Pamela Joy Chesters CBE (born 1956) is a former executive of British Petroleum who was later a Camden London Borough Council councillor, a Conservative parliamentary candidate, and an advisor to Boris Johnson.

She now serves as Chair of Council at the University of Bath. She is also a non-executive director on the Ministerial Board of the Ministry of Housing, Communities and Local Government and Chair of the Independent Schools Inspectorate.

==Early life==
Chesters grew up in Edinburgh and took a degree in Mediaeval History at the University of St Andrews.

==Career==
On her graduation from St Andrews, Chesters joined the British Petroleum group of companies, in which for nearly twenty years she held posts in Britain and the United States. Her last position with BP was as CEO of its subsidiary Duckhams Oils.

From 1990 to 2000, she was an elected member of Camden London Borough Council, in which she led the Conservative group from 1998. She served on the Local Government Association's Education Executive from 1997 to 2000 and was also a school governor.

She chaired the Royal Free Hampstead NHS Trust from 2001 to 2009 and the English Churches Housing Group from 2003 to 2009, also serving as a board member of the Riverside Group from 2006 to 2009. She was also a member of Camden's Racial Equality Council.

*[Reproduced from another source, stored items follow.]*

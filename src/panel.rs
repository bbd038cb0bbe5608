//! Floating assistant panel state.
//!
//! The panel is either shown normally, minimized or maximized, and
//! independently either idle or being dragged by its header. Offsets
//! survive across drags so the panel stays where it was dropped.

use serde::Serialize;

#[derive(Debug, Clone, Copy, PartialEq, Eq, Default, Serialize)]
pub enum Mode {
    #[default]
    Normal,
    Minimized,
    Maximized,
}

#[derive(Debug, Clone, Copy, PartialEq, Default, Serialize)]
pub enum Drag {
    #[default]
    Idle,
    /// Pointer position minus the panel offset when the drag began.
    Dragging { anchor_x: f64, anchor_y: f64 },
}

#[derive(Debug, Clone, Copy, PartialEq, Eq, Default, Serialize)]
pub enum Tab {
    #[default]
    Music,
    Wallet,
    Nft,
    Notifications,
}

#[derive(Debug, Clone, PartialEq, Default, Serialize)]
pub struct Panel {
    mode: Mode,
    drag: Drag,
    offset: (f64, f64),
    tab: Tab,
}

impl Panel {
    pub fn new() -> Self {
        Self::default()
    }

    pub fn mode(&self) -> Mode {
        self.mode
    }

    pub fn drag(&self) -> Drag {
        self.drag
    }

    pub fn offset(&self) -> (f64, f64) {
        self.offset
    }

    pub fn tab(&self) -> Tab {
        self.tab
    }

    pub fn is_dragging(&self) -> bool {
        matches!(self.drag, Drag::Dragging { .. })
    }

    /// Minimize, or restore if already minimized. Returns the new mode.
    pub fn toggle_minimize(&mut self) -> Mode {
        self.mode = match self.mode {
            Mode::Minimized => Mode::Normal,
            _ => Mode::Minimized,
        };
        if self.mode == Mode::Minimized {
            self.drag = Drag::Idle;
        }
        self.mode
    }

    /// Maximize, or restore if already maximized. Returns the new mode.
    pub fn toggle_maximize(&mut self) -> Mode {
        self.mode = match self.mode {
            Mode::Maximized => Mode::Normal,
            _ => Mode::Maximized,
        };
        if self.mode == Mode::Maximized {
            self.drag = Drag::Idle;
        }
        self.mode
    }

    /// Offset to place the panel at, or `None` while maximized, where the
    /// panel fills its container and the stored offset does not apply.
    pub fn translation(&self) -> Option<(f64, f64)> {
        (self.mode != Mode::Maximized).then_some(self.offset)
    }

    /// Begin dragging from pointer `(x, y)`. Ignored unless the panel is
    /// shown normally.
    pub fn drag_start(&mut self, x: f64, y: f64) -> bool {
        if self.mode != Mode::Normal {
            return false;
        }
        self.drag = Drag::Dragging {
            anchor_x: x - self.offset.0,
            anchor_y: y - self.offset.1,
        };
        true
    }

    /// Follow the pointer. Returns the new offset while dragging.
    pub fn drag_move(&mut self, x: f64, y: f64) -> Option<(f64, f64)> {
        match self.drag {
            Drag::Dragging { anchor_x, anchor_y } => {
                self.offset = (x - anchor_x, y - anchor_y);
                Some(self.offset)
            }
            Drag::Idle => None,
        }
    }

    pub fn drag_end(&mut self) {
        self.drag = Drag::Idle;
    }

    pub fn select_tab(&mut self, tab: Tab) {
        self.tab = tab;
    }
}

She chaired the Council of Trustees of Action for Children from 2006 to 2012.

At the UK general election of 2001, she was the Conservative candidate in Bristol West, gaining 16,040 votes, and in 2006 was added to David Cameron's A-List of Conservative candidates.

From May 2009 to May 2012, Chesters served as Advisor for Health and Youth Opportunities to the Mayor of London, Boris Johnson. During this time she was a member of the London Health Commission, the London Poverty Commission, and the London Skills and Employment Board.

She was Chair of Central London Community Healthcare NHS Trust 2012 - 2016 and Chair of Anchor Trust from 2013- 2018. More recently she was a member of Court at St Andrews University and chaired their Audit and Risk Committee.

She is Chair of Council at the University of Bath and a non-executive director on the Ministerial Board of the Ministry of Housing, Communities and Local Government.

==Honours==
Chesters was appointed Commander of the Order of the British Empire (CBE) in the Birthday Honours, 2013, for services to vulnerable children.